[ASSIGNED TASK]
Transcribe the records word for word, beginning with the first line and ending with the line that contains "pub fn total(&self)"; include nothing else.

[THE DATA]
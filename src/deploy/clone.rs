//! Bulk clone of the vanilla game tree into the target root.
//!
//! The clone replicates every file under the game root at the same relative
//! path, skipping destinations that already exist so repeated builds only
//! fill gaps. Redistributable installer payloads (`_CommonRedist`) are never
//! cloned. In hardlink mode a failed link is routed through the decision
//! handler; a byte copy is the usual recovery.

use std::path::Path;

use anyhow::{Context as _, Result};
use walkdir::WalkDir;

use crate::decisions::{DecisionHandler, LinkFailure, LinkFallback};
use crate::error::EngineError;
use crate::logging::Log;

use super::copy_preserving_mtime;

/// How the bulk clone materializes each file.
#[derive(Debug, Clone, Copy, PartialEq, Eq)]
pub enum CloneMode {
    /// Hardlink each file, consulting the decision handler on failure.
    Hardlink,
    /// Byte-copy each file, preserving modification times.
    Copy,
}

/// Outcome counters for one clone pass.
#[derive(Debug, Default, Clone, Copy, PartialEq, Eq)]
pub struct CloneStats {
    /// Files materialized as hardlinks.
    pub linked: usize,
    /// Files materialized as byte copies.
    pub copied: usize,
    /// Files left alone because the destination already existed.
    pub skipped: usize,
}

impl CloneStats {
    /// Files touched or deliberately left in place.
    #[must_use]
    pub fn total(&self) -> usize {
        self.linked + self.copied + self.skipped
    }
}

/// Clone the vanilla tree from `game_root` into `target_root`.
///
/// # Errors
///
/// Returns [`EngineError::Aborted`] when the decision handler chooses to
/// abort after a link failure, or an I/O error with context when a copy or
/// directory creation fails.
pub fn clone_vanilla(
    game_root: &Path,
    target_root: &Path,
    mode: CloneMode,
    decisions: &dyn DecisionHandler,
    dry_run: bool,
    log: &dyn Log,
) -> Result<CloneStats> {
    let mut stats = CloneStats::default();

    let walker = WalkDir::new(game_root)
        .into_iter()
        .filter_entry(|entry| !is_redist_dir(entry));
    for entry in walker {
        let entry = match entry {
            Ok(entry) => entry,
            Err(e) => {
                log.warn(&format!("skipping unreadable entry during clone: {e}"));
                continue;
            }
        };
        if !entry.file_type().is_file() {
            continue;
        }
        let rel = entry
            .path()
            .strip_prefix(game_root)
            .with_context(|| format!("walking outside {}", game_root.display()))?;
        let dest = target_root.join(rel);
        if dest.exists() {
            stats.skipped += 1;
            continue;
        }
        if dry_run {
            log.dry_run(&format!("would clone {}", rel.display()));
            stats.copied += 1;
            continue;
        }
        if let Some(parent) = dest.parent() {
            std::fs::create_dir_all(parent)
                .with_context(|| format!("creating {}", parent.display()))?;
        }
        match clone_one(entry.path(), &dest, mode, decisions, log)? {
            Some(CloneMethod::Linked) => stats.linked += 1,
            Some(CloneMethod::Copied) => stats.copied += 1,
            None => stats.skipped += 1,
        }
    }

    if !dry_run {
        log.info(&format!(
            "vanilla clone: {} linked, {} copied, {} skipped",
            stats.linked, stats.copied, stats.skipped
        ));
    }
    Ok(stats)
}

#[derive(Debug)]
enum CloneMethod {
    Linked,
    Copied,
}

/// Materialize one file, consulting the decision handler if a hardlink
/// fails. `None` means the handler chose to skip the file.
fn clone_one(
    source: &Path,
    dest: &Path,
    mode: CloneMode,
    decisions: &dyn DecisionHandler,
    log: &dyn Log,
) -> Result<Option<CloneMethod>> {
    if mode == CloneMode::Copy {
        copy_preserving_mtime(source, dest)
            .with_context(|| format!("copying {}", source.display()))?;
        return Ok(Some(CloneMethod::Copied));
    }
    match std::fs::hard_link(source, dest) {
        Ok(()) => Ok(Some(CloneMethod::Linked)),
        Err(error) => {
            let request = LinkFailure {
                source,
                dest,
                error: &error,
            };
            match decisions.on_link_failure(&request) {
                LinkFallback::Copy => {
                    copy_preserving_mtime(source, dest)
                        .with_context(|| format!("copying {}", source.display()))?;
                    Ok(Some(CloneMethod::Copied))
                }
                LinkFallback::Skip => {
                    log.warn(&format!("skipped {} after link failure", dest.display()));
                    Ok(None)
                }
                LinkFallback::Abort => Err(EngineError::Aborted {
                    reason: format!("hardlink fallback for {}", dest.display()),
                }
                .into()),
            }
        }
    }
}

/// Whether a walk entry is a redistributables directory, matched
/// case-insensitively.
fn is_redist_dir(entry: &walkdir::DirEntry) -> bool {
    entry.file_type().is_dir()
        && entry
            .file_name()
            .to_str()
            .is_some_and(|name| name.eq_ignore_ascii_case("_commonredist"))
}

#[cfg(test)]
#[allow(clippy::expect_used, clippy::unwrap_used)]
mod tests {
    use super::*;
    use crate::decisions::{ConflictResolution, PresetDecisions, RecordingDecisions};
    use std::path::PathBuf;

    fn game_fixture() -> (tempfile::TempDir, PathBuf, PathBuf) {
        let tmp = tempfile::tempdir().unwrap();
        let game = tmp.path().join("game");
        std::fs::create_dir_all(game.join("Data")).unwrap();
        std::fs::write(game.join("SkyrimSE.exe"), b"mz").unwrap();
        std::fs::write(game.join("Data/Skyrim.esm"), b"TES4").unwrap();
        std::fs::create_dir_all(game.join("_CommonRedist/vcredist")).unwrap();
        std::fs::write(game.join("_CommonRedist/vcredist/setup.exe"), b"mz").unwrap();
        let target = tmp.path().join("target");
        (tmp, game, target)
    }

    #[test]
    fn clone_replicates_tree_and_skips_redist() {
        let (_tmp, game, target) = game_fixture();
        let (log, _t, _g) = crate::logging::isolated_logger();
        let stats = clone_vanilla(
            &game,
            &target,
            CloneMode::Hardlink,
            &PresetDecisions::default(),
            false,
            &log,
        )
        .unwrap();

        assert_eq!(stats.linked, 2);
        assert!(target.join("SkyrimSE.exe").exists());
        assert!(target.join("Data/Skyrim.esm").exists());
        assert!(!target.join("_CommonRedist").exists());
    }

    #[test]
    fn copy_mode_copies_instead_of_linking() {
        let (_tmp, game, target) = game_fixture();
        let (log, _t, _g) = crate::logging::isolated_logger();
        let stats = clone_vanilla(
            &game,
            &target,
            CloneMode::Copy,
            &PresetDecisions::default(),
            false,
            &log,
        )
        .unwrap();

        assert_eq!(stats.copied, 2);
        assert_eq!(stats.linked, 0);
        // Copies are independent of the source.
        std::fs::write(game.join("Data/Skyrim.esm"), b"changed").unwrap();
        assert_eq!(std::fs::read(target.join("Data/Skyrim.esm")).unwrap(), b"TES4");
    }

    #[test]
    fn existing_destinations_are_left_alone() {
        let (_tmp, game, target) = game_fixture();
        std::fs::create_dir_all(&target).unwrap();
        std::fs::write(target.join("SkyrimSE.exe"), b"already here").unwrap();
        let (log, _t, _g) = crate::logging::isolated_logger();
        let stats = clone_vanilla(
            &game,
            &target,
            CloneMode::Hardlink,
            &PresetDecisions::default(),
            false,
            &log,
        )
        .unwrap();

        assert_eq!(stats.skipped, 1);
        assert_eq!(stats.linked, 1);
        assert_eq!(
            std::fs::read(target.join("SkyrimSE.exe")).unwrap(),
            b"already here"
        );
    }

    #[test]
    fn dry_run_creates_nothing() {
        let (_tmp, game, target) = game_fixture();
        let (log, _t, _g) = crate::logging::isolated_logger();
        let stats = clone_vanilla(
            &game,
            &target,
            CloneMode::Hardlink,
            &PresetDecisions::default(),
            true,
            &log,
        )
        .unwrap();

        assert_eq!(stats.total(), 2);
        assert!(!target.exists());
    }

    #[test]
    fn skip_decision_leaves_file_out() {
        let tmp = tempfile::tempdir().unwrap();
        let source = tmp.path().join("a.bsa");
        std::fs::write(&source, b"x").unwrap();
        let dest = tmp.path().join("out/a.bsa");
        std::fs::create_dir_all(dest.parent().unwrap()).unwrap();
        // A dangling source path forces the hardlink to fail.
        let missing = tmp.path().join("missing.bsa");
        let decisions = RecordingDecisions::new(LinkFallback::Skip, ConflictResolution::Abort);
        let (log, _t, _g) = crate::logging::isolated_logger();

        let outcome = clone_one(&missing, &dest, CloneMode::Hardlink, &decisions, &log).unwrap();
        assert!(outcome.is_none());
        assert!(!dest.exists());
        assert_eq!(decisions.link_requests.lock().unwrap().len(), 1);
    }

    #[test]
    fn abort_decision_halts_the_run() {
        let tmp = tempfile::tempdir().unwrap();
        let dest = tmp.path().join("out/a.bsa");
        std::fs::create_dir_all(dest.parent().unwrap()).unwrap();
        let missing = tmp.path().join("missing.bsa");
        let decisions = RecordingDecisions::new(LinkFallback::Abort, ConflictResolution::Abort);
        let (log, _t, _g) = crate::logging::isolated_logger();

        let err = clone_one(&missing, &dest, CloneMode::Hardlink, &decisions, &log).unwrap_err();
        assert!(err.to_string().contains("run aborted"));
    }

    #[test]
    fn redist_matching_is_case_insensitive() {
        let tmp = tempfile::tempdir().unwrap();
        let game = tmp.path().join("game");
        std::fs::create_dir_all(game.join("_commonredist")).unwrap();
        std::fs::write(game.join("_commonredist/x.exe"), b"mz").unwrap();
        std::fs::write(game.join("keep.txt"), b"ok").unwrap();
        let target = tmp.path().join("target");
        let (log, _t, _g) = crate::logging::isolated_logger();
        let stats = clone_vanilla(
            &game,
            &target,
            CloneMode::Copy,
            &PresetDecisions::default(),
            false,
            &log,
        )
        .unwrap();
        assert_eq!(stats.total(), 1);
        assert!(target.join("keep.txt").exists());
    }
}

[ANSWER SECTION]
filename src/deploy/clone.rs
//! Bulk clone of the vanilla game tree into the target root.
//!
//! The clone replicates every file under the game root at the same relative
//! path, skipping destinations that already exist so repeated builds only
//! fill gaps. Redistributable installer payloads (`_CommonRedist`) are never
//! cloned. In hardlink mode a failed link is routed through the decision
//! handler; a byte copy is the usual recovery.

use std::path::Path;

use anyhow::{Context as _, Result};
use walkdir::WalkDir;

use crate::decisions::{DecisionHandler, LinkFailure, LinkFallback};
use crate::error::EngineError;
use crate::logging::Log;

use super::copy_preserving_mtime;

/// How the bulk clone materializes each file.
#[derive(Debug, Clone, Copy, PartialEq, Eq)]
pub enum CloneMode {
    /// Hardlink each file, consulting the decision handler on failure.
    Hardlink,
    /// Byte-copy each file, preserving modification times.
    Copy,
}

/// Outcome counters for one clone pass.
#[derive(Debug, Default, Clone, Copy, PartialEq, Eq)]
pub struct CloneStats {
    /// Files materialized as hardlinks.
    pub linked: usize,
    /// Files materialized as byte copies.
    pub copied: usize,
    /// Files left alone because the destination already existed.
    pub skipped: usize,
}

impl CloneStats {
    /// Files touched or deliberately left in place.
    #[must_use]
    pub fn total(&self) -> usize {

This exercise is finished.